Non profit

Decreto Ristori, i “senza partita Iva” trattati come paria

L'intervento del presidente delle Acli: "Nei settori esclusi si contano circa 157mila lavoratori e oltre 2 milioni di volontari. Chiediamo al Governo di intervenire e riaprire i circoli con finalità sociali, soprattutto quelli con mescita. Chiediamo al Parlamento di intervenire in fase di conversione del decreto per ristorare anche le realtà senza partita Iva. Chiediamo a tutte le realtà territoriali di contattare i propri parlamentari per manifestare le buone ragioni"

di Roberto Rossini

l DL Ristori non aiuta il Terzo settore più fragile, quello più bisognoso di sostegni. Nel menu del decreto c'è un po' di tutto, dai taxi ai campeggi, dalle terme ai teatri, c'è molto sport: c'è anche il Terzo settore, ma quello con partita Iva. Stavolta avere una partita Iva è come avere una carta di credito. Per tutto il resto c'è niente: i giornali segnalano che tra gli esclusi ci sono colf e badanti, agenti di commercio e commercialisti e altri ancora. Insomma, categorie forti e categorie deboli. Insisteremo perché la politica tuteli anzitutto i più deboli.

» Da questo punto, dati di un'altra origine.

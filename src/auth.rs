use async_trait::async_trait;
use axum::http::{HeaderMap, header};
use serde::Deserialize;
use tracing::warn;

use crate::error::ApiError;

// Resolved caller identity. The subject id keys the rate-limit bucket,
// the email only shows up in logs.
#[derive(Debug, Clone)]
pub struct Identity {
    pub subject: String,
    pub email: String,
}

// Verifies a bearer credential against the identity provider. Malformed,
// expired, and unreachable-provider cases all collapse to None.
#[async_trait]
pub trait Authenticator: Send + Sync {
    async fn resolve_identity(&self, token: &str) -> Option<Identity>;
}

// Supabase-backed authenticator: asks the provider's user endpoint who the
// token belongs to.
pub struct SupabaseAuthenticator {
    client: reqwest::Client,
    base_url: String,
    anon_key: String,
}

impl SupabaseAuthenticator {
    pub fn new(base_url: String, anon_key: String) -> Self {
        Self {
            client: reqwest::Client::new(),
            base_url,
            anon_key,
        }
    }
}

#[derive(Deserialize)]
struct SupabaseUser {
    id: String,
    email: Option<String>,
}

#[async_trait]
impl Authenticator for SupabaseAuthenticator {
    async fn resolve_identity(&self, token: &str) -> Option<Identity> {
        let result = self
            .client
            .get(format!("{}/auth/v1/user", self.base_url))
            .header("apikey", &self.anon_key)
            .bearer_auth(token)
            .send()
            .await;

        match result {
            Ok(response) if response.status().is_success() => {
                match response.json::<SupabaseUser>().await {
                    Ok(user) => Some(Identity {
                        subject: user.id,
                        email: user.email.unwrap_or_default(),
                    }),
                    Err(e) => {
                        warn!("Token verification failed: {e}");
                        None
                    }
                }
            }
            Ok(response) => {
                warn!(status = %response.status(), "Invalid token - no user found");
                None
            }
            Err(e) => {
                warn!("Token verification failed: {e}");
                None
            }
        }
    }
}

// Pull the bearer token out of the Authorization header. A non-Bearer
// scheme counts as a missing header.
pub fn bearer_token(headers: &HeaderMap) -> Result<&str, ApiError> {
    headers
        .get(header::AUTHORIZATION)
        .and_then(|value| value.to_str().ok())
        .and_then(|value| value.strip_prefix("Bearer "))
        .ok_or(ApiError::MissingAuthorization)
}

#[cfg(test)]
mod tests {
    use super::*;
    use axum::http::HeaderValue;

    #[test]
    fn extracts_bearer_token() {
        let mut headers = HeaderMap::new();
        headers.insert(header::AUTHORIZATION, HeaderValue::from_static("Bearer abc123"));
        assert_eq!(bearer_token(&headers).unwrap(), "abc123");
    }

    #[test]
    fn missing_header_is_rejected() {
        let headers = HeaderMap::new();
        assert!(matches!(
            bearer_token(&headers),
            Err(ApiError::MissingAuthorization)
        ));
    }

    #[test]
    fn non_bearer_scheme_is_rejected() {
        let mut headers = HeaderMap::new();
        headers.insert(header::AUTHORIZATION, HeaderValue::from_static("Basic abc123"));
        assert!(matches!(
            bearer_token(&headers),
            Err(ApiError::MissingAuthorization)
        ));
    }
}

Secondo i dati Istat gli enti che svolgono attività culturali, di sport e ricreazione sono quasi 220mila, di cui il 30% “market” (che, nel caso concreto, possono accedere alle misure del DL 137/2020 bollinato giovedì) e il 70% “non market” (escluse dalla misura, circa 154mila realtà). Nei settori esclusi si contano circa 157mila lavoratori e oltre 2 milioni di volontari. Dopo i mesi di lockdown, una nuova sospensione rischia di portare alla chiusura migliaia di attività, di perdere un prezioso capitale sociale fatto da milioni di volontari e migliaia di lavoratori. Spesso si tratta di lavoratori con contratti temporanei: se per i lavoratori sportivi è prevista una misura di ristoro, risultano scoperti i lavoratori delle altre attività, culturali e ricreative: sociali.

La politica ha sempre riconosciuto il ruolo dei circoli territoriali delle associazioni, delle piccole realtà che filano il “tessuto sociale”, che creano coesione, che aiutano le persone e le famiglie a vivere le emergenze sociali. Non è solo “tempo libero”, è proprio una funzione sociale, che da sempre connota il nostro territorio e l'esperienza del corpo sociale italiano. Paese che vai, circolo che trovi. Ma poi la politica deve agire di conseguenza, aiutando in modo concreto chi aiuta le persone e le famiglie. Non possiamo chiudere la porta: si può chiudere la socialità? Si può tenere chiusa la porta dell'accoglienza? Direi che in questa fase non è il caso, che non va bene, che è un danno per la comunità tutta. In questi mesi abbiamo duramente lavorato per metterci a norma, per tutelare il diritto alla salute di tutti i nostri soci.

Infatti c'è anche la questione della sopravvivenza economica e finanziaria: noi non siamo ricchi, agiamo con le risorse che abbiamo, che non sono tante. Siamo riconoscenti del fatto che sia stato previsto un ristoro per i circoli con partita Iva: è un passo avanti, come molti oggi mi hanno ripetuto. Vero. Ma i circoli con partita Iva sono (a malapena) l'8% di tutti i nostri circoli. Allora occorre fare un altro passo avanti, per aiutare tutte le realtà sociali, anche quelle più piccole e più deboli.

Chiediamo al Governo di intervenire e riaprire i circoli con finalità sociali, soprattutto quelli con mescita. Chiediamo al Parlamento di intervenire in fase di conversione del decreto per ristorare anche le realtà senza partita Iva. Chiediamo a tutte le realtà territoriali di contattare i propri parlamentari per manifestare le buone ragioni. I modi per riparare ci sono e l'occasione è quella buona.